** DIRECTIONS FOR THIS TASK **
Pull every line holding the word "DuplicateStorable" out of the data and copy it.

** MATERIAL SHOWN **
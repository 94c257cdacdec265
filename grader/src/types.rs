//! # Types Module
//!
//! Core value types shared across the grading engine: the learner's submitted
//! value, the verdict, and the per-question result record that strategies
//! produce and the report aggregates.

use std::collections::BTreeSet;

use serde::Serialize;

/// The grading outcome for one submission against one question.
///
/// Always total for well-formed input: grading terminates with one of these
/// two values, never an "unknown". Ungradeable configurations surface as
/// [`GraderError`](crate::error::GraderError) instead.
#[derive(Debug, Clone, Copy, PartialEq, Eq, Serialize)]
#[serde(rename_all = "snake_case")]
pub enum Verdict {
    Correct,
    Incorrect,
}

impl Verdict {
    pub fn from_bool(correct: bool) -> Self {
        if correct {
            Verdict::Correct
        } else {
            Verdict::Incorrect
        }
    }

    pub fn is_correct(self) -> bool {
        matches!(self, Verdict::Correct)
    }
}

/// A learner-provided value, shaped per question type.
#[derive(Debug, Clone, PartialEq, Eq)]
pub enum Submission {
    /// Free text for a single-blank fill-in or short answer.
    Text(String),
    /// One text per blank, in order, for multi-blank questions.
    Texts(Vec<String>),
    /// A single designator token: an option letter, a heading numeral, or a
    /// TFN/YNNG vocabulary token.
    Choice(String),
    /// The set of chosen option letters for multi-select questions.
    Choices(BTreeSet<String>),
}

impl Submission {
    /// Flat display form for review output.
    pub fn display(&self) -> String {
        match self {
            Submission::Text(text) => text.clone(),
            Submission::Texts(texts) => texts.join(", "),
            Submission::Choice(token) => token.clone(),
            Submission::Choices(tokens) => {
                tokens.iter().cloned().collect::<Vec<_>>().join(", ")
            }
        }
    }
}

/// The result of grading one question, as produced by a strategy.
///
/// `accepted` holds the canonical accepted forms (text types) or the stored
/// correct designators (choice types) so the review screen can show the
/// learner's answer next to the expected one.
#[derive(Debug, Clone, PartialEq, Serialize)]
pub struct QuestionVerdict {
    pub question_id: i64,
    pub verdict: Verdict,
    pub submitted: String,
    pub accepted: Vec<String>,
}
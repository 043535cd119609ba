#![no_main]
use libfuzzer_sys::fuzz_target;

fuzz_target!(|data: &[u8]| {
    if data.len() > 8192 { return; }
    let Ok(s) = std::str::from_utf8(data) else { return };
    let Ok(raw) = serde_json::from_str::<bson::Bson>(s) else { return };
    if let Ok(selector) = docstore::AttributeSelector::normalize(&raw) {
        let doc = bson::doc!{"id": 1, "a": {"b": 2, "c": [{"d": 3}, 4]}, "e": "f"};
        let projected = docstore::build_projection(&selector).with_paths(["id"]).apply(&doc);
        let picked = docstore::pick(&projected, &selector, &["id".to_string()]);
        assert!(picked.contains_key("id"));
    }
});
* * *
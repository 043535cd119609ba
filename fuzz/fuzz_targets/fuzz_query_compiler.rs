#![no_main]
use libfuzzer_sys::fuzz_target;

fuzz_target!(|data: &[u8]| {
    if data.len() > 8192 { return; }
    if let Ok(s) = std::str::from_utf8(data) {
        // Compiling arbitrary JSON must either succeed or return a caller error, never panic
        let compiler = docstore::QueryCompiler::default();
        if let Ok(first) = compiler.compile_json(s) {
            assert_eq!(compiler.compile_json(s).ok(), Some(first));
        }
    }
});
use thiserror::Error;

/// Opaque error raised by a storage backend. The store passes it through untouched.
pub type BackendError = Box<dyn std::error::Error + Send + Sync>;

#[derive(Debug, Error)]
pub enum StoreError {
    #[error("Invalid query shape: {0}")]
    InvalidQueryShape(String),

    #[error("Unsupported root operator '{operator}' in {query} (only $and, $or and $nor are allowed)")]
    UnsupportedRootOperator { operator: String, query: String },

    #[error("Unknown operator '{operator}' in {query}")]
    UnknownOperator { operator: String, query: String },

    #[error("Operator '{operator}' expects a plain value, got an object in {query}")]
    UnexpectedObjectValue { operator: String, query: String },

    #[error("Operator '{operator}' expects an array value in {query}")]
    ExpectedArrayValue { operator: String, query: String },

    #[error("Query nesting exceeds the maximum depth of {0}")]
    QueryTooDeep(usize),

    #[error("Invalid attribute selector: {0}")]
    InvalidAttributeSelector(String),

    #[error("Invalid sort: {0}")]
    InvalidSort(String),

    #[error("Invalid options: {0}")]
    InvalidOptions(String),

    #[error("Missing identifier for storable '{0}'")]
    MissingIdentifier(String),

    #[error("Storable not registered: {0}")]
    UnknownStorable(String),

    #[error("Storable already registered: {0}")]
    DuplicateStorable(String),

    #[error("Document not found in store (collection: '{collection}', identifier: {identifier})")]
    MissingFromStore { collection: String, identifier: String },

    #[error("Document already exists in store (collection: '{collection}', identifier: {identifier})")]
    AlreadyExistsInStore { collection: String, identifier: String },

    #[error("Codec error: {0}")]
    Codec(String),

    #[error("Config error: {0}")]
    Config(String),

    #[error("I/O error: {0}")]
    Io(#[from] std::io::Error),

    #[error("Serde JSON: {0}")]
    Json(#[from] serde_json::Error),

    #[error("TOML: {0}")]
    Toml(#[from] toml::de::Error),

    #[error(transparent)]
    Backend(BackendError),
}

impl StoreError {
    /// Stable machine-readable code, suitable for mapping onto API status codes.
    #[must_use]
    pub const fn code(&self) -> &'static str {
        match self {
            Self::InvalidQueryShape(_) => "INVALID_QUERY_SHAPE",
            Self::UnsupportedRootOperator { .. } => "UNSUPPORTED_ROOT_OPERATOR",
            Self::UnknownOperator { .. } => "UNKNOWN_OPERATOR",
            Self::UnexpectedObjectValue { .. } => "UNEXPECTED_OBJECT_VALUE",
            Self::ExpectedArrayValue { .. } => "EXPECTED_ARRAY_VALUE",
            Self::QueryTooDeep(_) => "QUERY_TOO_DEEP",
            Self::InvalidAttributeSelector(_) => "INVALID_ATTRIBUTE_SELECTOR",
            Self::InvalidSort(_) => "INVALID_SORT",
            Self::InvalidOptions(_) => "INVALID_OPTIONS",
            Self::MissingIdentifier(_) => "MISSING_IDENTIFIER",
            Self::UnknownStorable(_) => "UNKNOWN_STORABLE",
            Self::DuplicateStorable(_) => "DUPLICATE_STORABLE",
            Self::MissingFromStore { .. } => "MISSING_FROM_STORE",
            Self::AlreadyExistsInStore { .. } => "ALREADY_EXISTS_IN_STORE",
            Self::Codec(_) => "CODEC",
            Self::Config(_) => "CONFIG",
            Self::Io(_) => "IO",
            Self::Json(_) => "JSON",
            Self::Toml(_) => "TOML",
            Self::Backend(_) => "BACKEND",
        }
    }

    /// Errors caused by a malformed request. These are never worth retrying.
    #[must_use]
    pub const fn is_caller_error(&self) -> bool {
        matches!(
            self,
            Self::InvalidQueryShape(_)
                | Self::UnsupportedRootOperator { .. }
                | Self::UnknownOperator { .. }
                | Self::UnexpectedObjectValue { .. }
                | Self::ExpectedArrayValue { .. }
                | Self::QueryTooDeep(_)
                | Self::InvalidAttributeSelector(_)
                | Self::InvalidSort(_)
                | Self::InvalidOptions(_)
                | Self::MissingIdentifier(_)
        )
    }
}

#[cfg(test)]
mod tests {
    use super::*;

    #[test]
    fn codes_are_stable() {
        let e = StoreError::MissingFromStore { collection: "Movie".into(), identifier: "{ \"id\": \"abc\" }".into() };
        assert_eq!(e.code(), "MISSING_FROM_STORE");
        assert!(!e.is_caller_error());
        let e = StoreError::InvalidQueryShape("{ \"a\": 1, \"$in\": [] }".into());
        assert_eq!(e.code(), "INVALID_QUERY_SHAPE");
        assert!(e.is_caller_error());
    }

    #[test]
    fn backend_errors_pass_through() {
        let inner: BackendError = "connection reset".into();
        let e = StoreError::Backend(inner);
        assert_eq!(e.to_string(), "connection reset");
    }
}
==
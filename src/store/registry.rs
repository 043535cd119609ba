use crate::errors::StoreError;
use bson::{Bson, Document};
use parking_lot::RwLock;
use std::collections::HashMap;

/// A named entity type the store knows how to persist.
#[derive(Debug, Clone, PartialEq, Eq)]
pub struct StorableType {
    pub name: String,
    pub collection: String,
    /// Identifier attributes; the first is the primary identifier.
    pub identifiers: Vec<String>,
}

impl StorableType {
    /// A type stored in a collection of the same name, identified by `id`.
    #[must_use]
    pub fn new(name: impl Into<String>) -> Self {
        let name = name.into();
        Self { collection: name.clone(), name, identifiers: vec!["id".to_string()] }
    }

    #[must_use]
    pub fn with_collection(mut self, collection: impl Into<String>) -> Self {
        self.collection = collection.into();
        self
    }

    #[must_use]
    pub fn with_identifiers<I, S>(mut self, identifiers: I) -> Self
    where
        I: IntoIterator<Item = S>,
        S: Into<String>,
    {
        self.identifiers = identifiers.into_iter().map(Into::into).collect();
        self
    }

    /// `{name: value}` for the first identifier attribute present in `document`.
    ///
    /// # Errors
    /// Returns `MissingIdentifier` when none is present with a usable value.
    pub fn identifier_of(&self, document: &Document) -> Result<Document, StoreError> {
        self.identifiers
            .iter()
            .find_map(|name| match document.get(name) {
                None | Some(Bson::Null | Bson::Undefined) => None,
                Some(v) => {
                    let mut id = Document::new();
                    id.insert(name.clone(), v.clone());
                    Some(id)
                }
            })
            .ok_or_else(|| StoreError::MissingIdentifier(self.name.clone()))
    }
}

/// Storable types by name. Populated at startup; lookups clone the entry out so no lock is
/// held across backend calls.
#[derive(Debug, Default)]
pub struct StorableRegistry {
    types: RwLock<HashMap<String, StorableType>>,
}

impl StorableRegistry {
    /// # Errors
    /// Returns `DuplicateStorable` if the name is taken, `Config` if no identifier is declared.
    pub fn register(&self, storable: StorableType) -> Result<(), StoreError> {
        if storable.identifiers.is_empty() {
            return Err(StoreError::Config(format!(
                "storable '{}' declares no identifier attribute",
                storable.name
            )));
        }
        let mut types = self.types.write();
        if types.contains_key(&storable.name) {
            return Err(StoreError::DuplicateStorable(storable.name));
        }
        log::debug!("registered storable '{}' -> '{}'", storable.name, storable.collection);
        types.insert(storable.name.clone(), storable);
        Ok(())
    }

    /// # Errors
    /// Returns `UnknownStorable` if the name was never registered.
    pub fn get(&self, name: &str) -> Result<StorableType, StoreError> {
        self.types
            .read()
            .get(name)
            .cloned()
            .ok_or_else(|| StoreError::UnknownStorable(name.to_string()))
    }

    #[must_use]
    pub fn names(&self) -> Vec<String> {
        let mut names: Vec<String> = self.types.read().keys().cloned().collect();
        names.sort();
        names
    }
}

** OUTPUT BELOW **
    DuplicateStorable(String),
            Self::DuplicateStorable(_) => "DUPLICATE_STORABLE",
    /// Returns `DuplicateStorable` if the name is taken, `Config` if no identifier is declared.
            return Err(StoreError::DuplicateStorable(storable.name));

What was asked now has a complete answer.